■ **MATERIALS PROVIDED**

*** Block opens ***

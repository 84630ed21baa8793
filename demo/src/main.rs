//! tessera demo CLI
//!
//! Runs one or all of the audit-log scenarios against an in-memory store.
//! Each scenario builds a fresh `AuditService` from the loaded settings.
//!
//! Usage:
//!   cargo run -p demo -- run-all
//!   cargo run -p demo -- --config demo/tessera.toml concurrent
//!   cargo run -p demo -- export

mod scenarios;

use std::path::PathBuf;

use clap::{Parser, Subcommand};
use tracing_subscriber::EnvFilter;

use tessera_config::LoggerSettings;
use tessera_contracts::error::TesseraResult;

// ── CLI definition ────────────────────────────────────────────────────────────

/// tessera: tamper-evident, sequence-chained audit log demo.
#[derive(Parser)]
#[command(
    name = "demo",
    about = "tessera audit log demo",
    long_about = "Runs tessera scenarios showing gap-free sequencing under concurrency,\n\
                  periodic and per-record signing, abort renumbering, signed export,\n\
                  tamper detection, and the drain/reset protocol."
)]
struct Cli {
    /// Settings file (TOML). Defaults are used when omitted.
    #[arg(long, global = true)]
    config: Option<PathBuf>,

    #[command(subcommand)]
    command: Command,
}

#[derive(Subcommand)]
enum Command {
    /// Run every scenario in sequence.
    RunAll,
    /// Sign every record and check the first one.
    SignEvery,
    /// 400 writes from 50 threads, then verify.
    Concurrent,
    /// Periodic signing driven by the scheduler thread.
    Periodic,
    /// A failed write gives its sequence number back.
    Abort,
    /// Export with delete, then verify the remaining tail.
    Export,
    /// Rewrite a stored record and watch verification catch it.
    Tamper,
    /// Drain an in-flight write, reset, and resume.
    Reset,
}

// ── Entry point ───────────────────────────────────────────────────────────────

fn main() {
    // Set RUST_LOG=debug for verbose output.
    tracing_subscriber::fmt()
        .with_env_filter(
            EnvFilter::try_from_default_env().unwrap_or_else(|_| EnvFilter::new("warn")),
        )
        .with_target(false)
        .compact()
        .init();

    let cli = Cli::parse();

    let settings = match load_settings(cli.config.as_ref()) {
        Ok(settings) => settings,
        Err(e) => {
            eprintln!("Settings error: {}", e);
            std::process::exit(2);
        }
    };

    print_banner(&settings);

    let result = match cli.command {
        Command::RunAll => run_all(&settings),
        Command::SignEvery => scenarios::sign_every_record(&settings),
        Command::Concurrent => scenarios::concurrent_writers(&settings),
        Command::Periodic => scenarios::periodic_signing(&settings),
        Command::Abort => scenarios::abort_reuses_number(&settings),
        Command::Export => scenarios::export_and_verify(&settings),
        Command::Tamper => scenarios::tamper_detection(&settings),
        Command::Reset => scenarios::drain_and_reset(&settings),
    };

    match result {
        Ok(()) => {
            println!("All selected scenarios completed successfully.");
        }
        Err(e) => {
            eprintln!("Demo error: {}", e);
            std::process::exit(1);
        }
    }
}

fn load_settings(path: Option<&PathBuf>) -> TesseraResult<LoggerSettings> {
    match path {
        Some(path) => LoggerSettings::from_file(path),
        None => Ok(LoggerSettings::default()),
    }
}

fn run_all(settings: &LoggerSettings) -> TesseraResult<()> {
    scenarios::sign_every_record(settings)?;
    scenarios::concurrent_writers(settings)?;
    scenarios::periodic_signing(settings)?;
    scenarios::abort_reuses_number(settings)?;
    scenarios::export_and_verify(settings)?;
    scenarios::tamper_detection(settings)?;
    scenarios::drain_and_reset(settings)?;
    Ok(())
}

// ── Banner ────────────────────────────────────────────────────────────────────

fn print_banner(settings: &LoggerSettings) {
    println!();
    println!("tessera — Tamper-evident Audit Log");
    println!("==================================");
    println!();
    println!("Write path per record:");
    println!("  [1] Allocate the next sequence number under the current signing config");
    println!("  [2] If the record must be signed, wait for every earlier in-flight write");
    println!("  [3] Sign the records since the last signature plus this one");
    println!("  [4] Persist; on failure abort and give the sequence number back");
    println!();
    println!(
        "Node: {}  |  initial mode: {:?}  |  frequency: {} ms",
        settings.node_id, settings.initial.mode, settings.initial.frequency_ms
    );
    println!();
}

*** Block closes ***

■ **DIRECTIONS FOR THIS TASK**
Reproduce the listing above line for line, exactly.

■ **COMPLETED EXERCISE**
repository 84630ed21baa8793
filename demo/src/main.rs
//! tessera demo CLI
//!
//! Runs one or all of the audit-log scenarios against an in-memory store.
//! Each scenario builds a fresh `AuditService` from the loaded settings.
//!
//! Usage:
//!   cargo run -p demo -- run-all
//!   cargo run -p demo -- --config demo/tessera.toml concurrent
//!   cargo run -p demo -- export

mod scenarios;

use std::path::PathBuf;

use clap::{Parser, Subcommand};
use tracing_subscriber::EnvFilter;

use tessera_config::LoggerSettings;
use tessera_contracts::error::TesseraResult;

// ── CLI definition ────────────────────────────────────────────────────────────

/// tessera: tamper-evident, sequence-chained audit log demo.
#[derive(Parser)]
#[command(
    name = "demo",
    about = "tessera audit log demo",
    long_about = "Runs tessera scenarios showing gap-free sequencing under concurrency,\n\
                  periodic and per-record signing, abort renumbering, signed export,\n\
                  tamper detection, and the drain/reset protocol."
)]
struct Cli {
    /// Settings file (TOML). Defaults are used when omitted.
    #[arg(long, global = true)]
    config: Option<PathBuf>,

    #[command(subcommand)]
    command: Command,
}

#[derive(Subcommand)]
enum Command {
    /// Run every scenario in sequence.
    RunAll,
    /// Sign every record and check the first one.
    SignEvery,
    /// 400 writes from 50 threads, then verify.
    Concurrent,
    /// Periodic signing driven by the scheduler thread.
    Periodic,
    /// A failed write gives its sequence number back.
    Abort,
    /// Export with delete, then verify the remaining tail.
    Export,
    /// Rewrite a stored record and watch verification catch it.
    Tamper,
    /// Drain an in-flight write, reset, and resume.
    Reset,
}

// ── Entry point ───────────────────────────────────────────────────────────────

fn main() {
    // Set RUST_LOG=debug for verbose output.
    tracing_subscriber::fmt()
        .with_env_filter(
            EnvFilter::try_from_default_env().unwrap_or_else(|_| EnvFilter::new("warn")),
        )
        .with_target(false)
        .compact()
        .init();

    let cli = Cli::parse();

    let settings = match load_settings(cli.config.as_ref()) {
        Ok(settings) => settings,
        Err(e) => {
            eprintln!("Settings error: {}", e);
            std::process::exit(2);
        }
    };

    print_banner(&settings);

    let result = match cli.command {
        Command::RunAll => run_all(&settings),
        Command::SignEvery => scenarios::sign_every_record(&settings),
        Command::Concurrent => scenarios::concurrent_writers(&settings),
        Command::Periodic => scenarios::periodic_signing(&settings),
        Command::Abort => scenarios::abort_reuses_number(&settings),
        Command::Export => scenarios::export_and_verify(&settings),
        Command::Tamper => scenarios::tamper_detection(&settings),
        Command::Reset => scenarios::drain_and_reset(&settings),
    };

    match result {
        Ok(()) => {
            println!("All selected scenarios completed successfully.");
        }
        Err(e) => {
            eprintln!("Demo error: {}", e);
            std::process::exit(1);
        }
    }
}

fn load_settings(path: Option<&PathBuf>) -> TesseraResult<LoggerSettings> {
    match path {
        Some(path) => LoggerSettings::from_file(path),
        None => Ok(LoggerSettings::default()),
    }
}

fn run_all(settings: &LoggerSettings) -> TesseraResult<()> {
    scenarios::sign_every_record(settings)?;
    scenarios::concurrent_writers(settings)?;
    scenarios::periodic_signing(settings)?;
    scenarios::abort_reuses_number(settings)?;
    scenarios::export_and_verify(settings)?;
    scenarios::tamper_detection(settings)?;
    scenarios::drain_and_reset(settings)?;
    Ok(())
}

// ── Banner ────────────────────────────────────────────────────────────────────

fn print_banner(settings: &LoggerSettings) {
    println!();
    println!("tessera — Tamper-evident Audit Log");
    println!("==================================");
    println!();
    println!("Write path per record:");
    println!("  [1] Allocate the next sequence number under the current signing config");
    println!("  [2] If the record must be signed, wait for every earlier in-flight write");
    println!("  [3] Sign the records since the last signature plus this one");
    println!("  [4] Persist; on failure abort and give the sequence number back");
    println!();
    println!(
        "Node: {}  |  initial mode: {:?}  |  frequency: {} ms",
        settings.node_id, settings.initial.mode, settings.initial.frequency_ms
    );
    println!();
}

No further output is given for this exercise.